#### Exercise goal
A line belongs in the answer if it contains "length"; copy every such line from the entries below.
----
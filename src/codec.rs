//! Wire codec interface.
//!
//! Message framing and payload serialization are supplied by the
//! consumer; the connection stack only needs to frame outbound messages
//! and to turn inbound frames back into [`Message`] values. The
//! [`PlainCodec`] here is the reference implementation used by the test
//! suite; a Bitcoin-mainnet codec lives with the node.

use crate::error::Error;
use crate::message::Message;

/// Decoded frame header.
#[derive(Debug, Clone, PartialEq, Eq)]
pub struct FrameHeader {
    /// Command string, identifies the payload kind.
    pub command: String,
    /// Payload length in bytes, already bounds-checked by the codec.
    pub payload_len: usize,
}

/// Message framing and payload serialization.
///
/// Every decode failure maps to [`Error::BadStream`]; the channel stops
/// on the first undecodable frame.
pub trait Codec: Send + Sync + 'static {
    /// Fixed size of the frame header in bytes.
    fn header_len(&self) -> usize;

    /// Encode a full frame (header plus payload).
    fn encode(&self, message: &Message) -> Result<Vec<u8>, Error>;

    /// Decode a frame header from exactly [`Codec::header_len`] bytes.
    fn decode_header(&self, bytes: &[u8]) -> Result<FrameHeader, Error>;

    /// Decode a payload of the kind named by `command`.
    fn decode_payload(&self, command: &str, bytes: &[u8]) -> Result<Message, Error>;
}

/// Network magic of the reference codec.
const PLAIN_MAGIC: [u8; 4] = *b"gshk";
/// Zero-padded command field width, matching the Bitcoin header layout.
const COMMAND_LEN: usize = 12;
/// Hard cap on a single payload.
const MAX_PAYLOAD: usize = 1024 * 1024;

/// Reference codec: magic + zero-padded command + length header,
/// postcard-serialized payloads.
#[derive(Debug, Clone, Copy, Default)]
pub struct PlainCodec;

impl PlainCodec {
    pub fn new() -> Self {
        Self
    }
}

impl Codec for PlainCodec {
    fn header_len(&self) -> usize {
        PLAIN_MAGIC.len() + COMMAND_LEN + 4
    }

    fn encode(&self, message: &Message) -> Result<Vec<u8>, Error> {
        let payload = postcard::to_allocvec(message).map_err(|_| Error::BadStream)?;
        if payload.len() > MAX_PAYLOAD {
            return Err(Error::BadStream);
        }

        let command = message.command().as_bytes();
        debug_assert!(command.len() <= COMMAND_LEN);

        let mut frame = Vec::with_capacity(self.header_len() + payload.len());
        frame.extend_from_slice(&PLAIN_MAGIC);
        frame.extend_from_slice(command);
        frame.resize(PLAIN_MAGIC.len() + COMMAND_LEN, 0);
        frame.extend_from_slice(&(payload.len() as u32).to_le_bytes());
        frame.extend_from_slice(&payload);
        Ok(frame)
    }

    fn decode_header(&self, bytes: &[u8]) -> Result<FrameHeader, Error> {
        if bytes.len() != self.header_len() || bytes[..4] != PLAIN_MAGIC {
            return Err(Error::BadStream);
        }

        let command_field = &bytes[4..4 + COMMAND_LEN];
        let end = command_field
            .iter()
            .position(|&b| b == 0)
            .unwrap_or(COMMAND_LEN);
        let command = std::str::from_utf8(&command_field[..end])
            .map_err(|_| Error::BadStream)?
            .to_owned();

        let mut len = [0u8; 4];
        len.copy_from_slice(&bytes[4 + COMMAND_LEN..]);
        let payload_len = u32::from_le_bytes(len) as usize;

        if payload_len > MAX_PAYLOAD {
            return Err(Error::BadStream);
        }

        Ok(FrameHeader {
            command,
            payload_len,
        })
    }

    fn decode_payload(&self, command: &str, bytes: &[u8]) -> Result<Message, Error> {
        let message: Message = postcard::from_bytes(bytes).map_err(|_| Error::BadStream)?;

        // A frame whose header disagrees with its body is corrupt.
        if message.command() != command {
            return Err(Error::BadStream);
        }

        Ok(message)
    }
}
----
#### Solution to this exercise
    /// Payload length in bytes, already bounds-checked by the codec.
/// Reference codec: magic + zero-padded command + length header,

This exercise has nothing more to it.